Huan Liu¹Qi Yang²Shuiying Wang¹Tingting Wang³Lihua Pan⁴Xue Wang⁵Yangfeng Chi⁶Zhouhui Jin^1*

• ¹Shanghai Pudong New Area People's Hospital, Pudong, China
• ²Xujiahui Street Community Health Service Center, Shanghai, China
• ³Seventh People's Hospital of Shanghai University of Traditional Chinese Medicine, Shanghai, China
• ⁴Shanghai Pudong Hospital, Shanghai, China
• ⁵Shanghai University of Traditional Chinese Medicine, Shanghai, China
• ⁶Tongren Hospital Shanghai Jiaotong University School of Medicine, Shanghai, China

Hyperuricemia is a key risk factor for chronic kidney disease (CKD), yet effective treatments remain limited. This study demonstrates that quercetin exerts potent renoprotective effects in hyperuricemia-induced CKD through multifaceted mechanisms. In rats with hyperuricemia induced by adenine (0.1 g/kg) and potassium oxonate (1.5 g/kg), quercetin treatment (50 or 100 mg/kg) significantly improved renal function by reducing urinary ACR, serum creatinine, uric acid, BUN, and blood pressure, while alleviating renal inflammation, fibrosis, and crystal deposition.

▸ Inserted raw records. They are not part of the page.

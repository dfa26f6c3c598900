//! Screen-space projection of sphere tiles.
//!
//! Mirrors the CSS 3D stack the DOM host uses: each tile sits at
//! `rotateY(ry) rotateX(rx) translateZ(R)` inside a sphere transformed by
//! `translate3d(0, 0, -R) rotateX(pitch) rotateY(yaw)`, seen through a
//! perspective of `2R`. Coordinates are CSS-like, with y pointing down.

use nalgebra::{Rotation3, Vector3};

use crate::{
    animation::scheduler::FrameScheduler,
    core::{
        geo::{Point, TileRect},
        rotation::Rotation,
    },
    gallery::DomeGallery,
    layout::{
        geometry::{base_rotation, TileAngles},
        tiles::Tile,
    },
};

/// A tile as it appears on screen
#[derive(Debug, Clone, PartialEq)]
pub struct ProjectedTile {
    pub index: usize,
    /// Centre in viewport pixels
    pub center: Point,
    /// Perspective scale, 1.0 on the screen plane
    pub scale: f64,
    /// Z of the tile centre; larger is closer to the viewer
    pub depth: f64,
    pub rect: TileRect,
    /// Whether the front face points at the viewer
    pub facing: bool,
}

#[derive(Debug, Clone, Copy, PartialEq)]
pub struct Projection {
    pub viewport: Point,
    pub radius: f64,
    pub perspective: f64,
}

impl Projection {
    pub fn new(width: f64, height: f64, radius: f64) -> Self {
        Self {
            viewport: Point::new(width, height),
            radius,
            perspective: radius * 2.0,
        }
    }

    pub fn with_perspective(mut self, perspective: f64) -> Self {
        self.perspective = perspective;
        self
    }

    fn rotate_x(deg: f64) -> Rotation3<f64> {
        Rotation3::from_axis_angle(&Vector3::x_axis(), deg.to_radians())
    }

    fn rotate_y(deg: f64) -> Rotation3<f64> {
        Rotation3::from_axis_angle(&Vector3::y_axis(), deg.to_radians())
    }

    /// Position of a tile centre relative to the sphere centre, and its
    /// outward normal
    fn orient(&self, angles: TileAngles, rotation: Rotation) -> (Vector3<f64>, Vector3<f64>) {
        let sphere = Self::rotate_x(rotation.pitch) * Self::rotate_y(rotation.yaw);
        let tile = Self::rotate_y(angles.rotate_y) * Self::rotate_x(angles.rotate_x);
        let normal = sphere * tile * Vector3::z();
        (normal * self.radius, normal)
    }

    /// Projects one tile with the given resting angles.
    ///
    /// `size` is the tile's edge length on the sphere in pixels. Returns
    /// `None` when the tile is behind the viewer.
    pub fn project_angles(
        &self,
        index: usize,
        angles: TileAngles,
        size: Point,
        rotation: Rotation,
    ) -> Option<ProjectedTile> {
        let (offset, normal) = self.orient(angles, rotation);
        let z = offset.z - self.radius;
        if z >= self.perspective {
            return None;
        }

        let scale = self.perspective / (self.perspective - z);
        let center = Point::new(
            self.viewport.x / 2.0 + offset.x * scale,
            self.viewport.y / 2.0 + offset.y * scale,
        );

        Some(ProjectedTile {
            index,
            center,
            scale,
            depth: z,
            rect: TileRect::new(center.x, center.y, size.x * scale, size.y * scale),
            facing: normal.z > 0.0,
        })
    }

    /// Edge lengths of a tile on a sphere cut into `segments` columns
    pub fn tile_size(&self, tile: &Tile, segments: u32) -> Point {
        let unit_arc = std::f64::consts::PI * self.radius / segments.max(1) as f64;
        Point::new(
            unit_arc * tile.size_x as f64,
            unit_arc * tile.size_y as f64,
        )
    }

    /// Projects every visible tile, ordered back to front for painting
    pub fn project_tiles(
        &self,
        tiles: &[Tile],
        segments: u32,
        rotation: Rotation,
    ) -> Vec<ProjectedTile> {
        let mut projected: Vec<ProjectedTile> = tiles
            .iter()
            .enumerate()
            .filter_map(|(index, tile)| {
                let angles = base_rotation(&tile.slot(), segments);
                self.project_angles(index, angles, self.tile_size(tile, segments), rotation)
            })
            .filter(|tile| tile.facing)
            .collect();

        projected.sort_by(|a, b| a.depth.total_cmp(&b.depth));
        projected
    }
}

/// Front-most tile under `point`, from a back-to-front list
pub fn hit_test(projected: &[ProjectedTile], point: Point) -> Option<&ProjectedTile> {
    projected
        .iter()
        .rev()
        .find(|tile| tile.facing && tile.rect.contains(&point))
}

impl<S: FrameScheduler> DomeGallery<S> {
    /// Visible tiles for a viewport of `width` × `height`, back to front
    pub fn project(&self, width: f64, height: f64) -> Vec<ProjectedTile> {
        Projection::new(width, height, self.radius()).project_tiles(
            self.tiles(),
            self.config().layout.segments,
            self.rotation(),
        )
    }
}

Mechanistic studies revealed quercetin's ability to suppress ER stress markers (GRP78, CHOP, p-PERK, IRE1α, ATF6), inhibit renal GLUT9 expression, and downregulate downstream inflammatory (TLR4/NF-κB/IL-1β/TNF-α), fibrotic (collagen I/α-SMA/fibronectin), and oxidative pathways, while enhancing antioxidant defenses and inhibiting apoptosis. Notably, quercetin showed superior efficacy to febuxostat (5 mg/kg), the clinical gold standard. These findings establish quercetin as a promising therapeutic candidate for hyperuricemia-associated kidney injury through its comprehensive modulation of ER stressmediated pathological processes.